→ Stored data:
★ ★ ★ ★ ★

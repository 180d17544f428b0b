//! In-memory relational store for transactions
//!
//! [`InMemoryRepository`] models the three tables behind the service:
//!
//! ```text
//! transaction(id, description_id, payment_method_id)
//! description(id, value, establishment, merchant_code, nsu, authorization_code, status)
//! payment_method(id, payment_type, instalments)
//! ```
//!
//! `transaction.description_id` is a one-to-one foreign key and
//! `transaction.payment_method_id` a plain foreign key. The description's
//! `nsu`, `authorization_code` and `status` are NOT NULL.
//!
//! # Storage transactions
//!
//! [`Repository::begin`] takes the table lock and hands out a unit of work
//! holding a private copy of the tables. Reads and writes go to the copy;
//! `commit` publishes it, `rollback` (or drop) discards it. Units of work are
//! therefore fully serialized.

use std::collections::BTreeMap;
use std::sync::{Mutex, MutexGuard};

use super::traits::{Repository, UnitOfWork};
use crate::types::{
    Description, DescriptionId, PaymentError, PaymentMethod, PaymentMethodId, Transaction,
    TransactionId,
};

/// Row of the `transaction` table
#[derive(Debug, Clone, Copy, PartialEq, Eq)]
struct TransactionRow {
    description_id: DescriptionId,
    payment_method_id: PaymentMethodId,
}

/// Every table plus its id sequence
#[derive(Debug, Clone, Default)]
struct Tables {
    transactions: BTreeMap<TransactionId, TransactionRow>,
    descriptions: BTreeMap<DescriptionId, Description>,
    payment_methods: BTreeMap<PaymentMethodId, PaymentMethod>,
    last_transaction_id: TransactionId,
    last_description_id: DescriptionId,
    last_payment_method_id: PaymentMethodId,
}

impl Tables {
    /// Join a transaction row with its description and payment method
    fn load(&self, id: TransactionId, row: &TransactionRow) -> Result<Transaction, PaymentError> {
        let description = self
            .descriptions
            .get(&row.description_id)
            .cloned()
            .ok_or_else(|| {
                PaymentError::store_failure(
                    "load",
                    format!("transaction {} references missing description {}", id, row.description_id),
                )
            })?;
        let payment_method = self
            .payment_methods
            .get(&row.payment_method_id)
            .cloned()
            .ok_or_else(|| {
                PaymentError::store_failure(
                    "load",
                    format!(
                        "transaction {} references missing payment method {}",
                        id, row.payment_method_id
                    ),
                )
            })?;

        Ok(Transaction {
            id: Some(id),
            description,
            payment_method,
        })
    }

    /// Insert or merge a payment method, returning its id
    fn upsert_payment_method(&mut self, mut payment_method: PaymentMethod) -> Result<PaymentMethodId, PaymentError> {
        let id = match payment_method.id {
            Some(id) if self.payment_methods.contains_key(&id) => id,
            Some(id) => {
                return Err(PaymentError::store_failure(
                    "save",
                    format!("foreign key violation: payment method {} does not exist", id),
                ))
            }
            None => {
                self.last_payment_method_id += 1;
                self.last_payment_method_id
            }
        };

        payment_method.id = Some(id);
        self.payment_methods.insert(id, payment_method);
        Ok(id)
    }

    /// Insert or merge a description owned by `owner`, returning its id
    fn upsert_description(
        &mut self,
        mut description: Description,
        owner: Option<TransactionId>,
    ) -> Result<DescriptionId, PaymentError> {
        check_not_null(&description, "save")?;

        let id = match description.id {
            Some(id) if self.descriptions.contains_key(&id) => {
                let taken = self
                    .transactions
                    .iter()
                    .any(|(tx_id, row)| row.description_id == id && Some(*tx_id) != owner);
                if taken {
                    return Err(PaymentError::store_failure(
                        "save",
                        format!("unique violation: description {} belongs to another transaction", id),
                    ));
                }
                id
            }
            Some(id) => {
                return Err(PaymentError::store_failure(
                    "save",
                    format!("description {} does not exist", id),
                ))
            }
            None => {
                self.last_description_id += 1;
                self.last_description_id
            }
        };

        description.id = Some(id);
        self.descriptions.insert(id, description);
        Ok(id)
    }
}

★ ★ ★ ★ ★

→ Your goal: From the data above, gather every line that includes the word "struct".

→ Solution to this task:
struct TransactionRow {
struct Tables {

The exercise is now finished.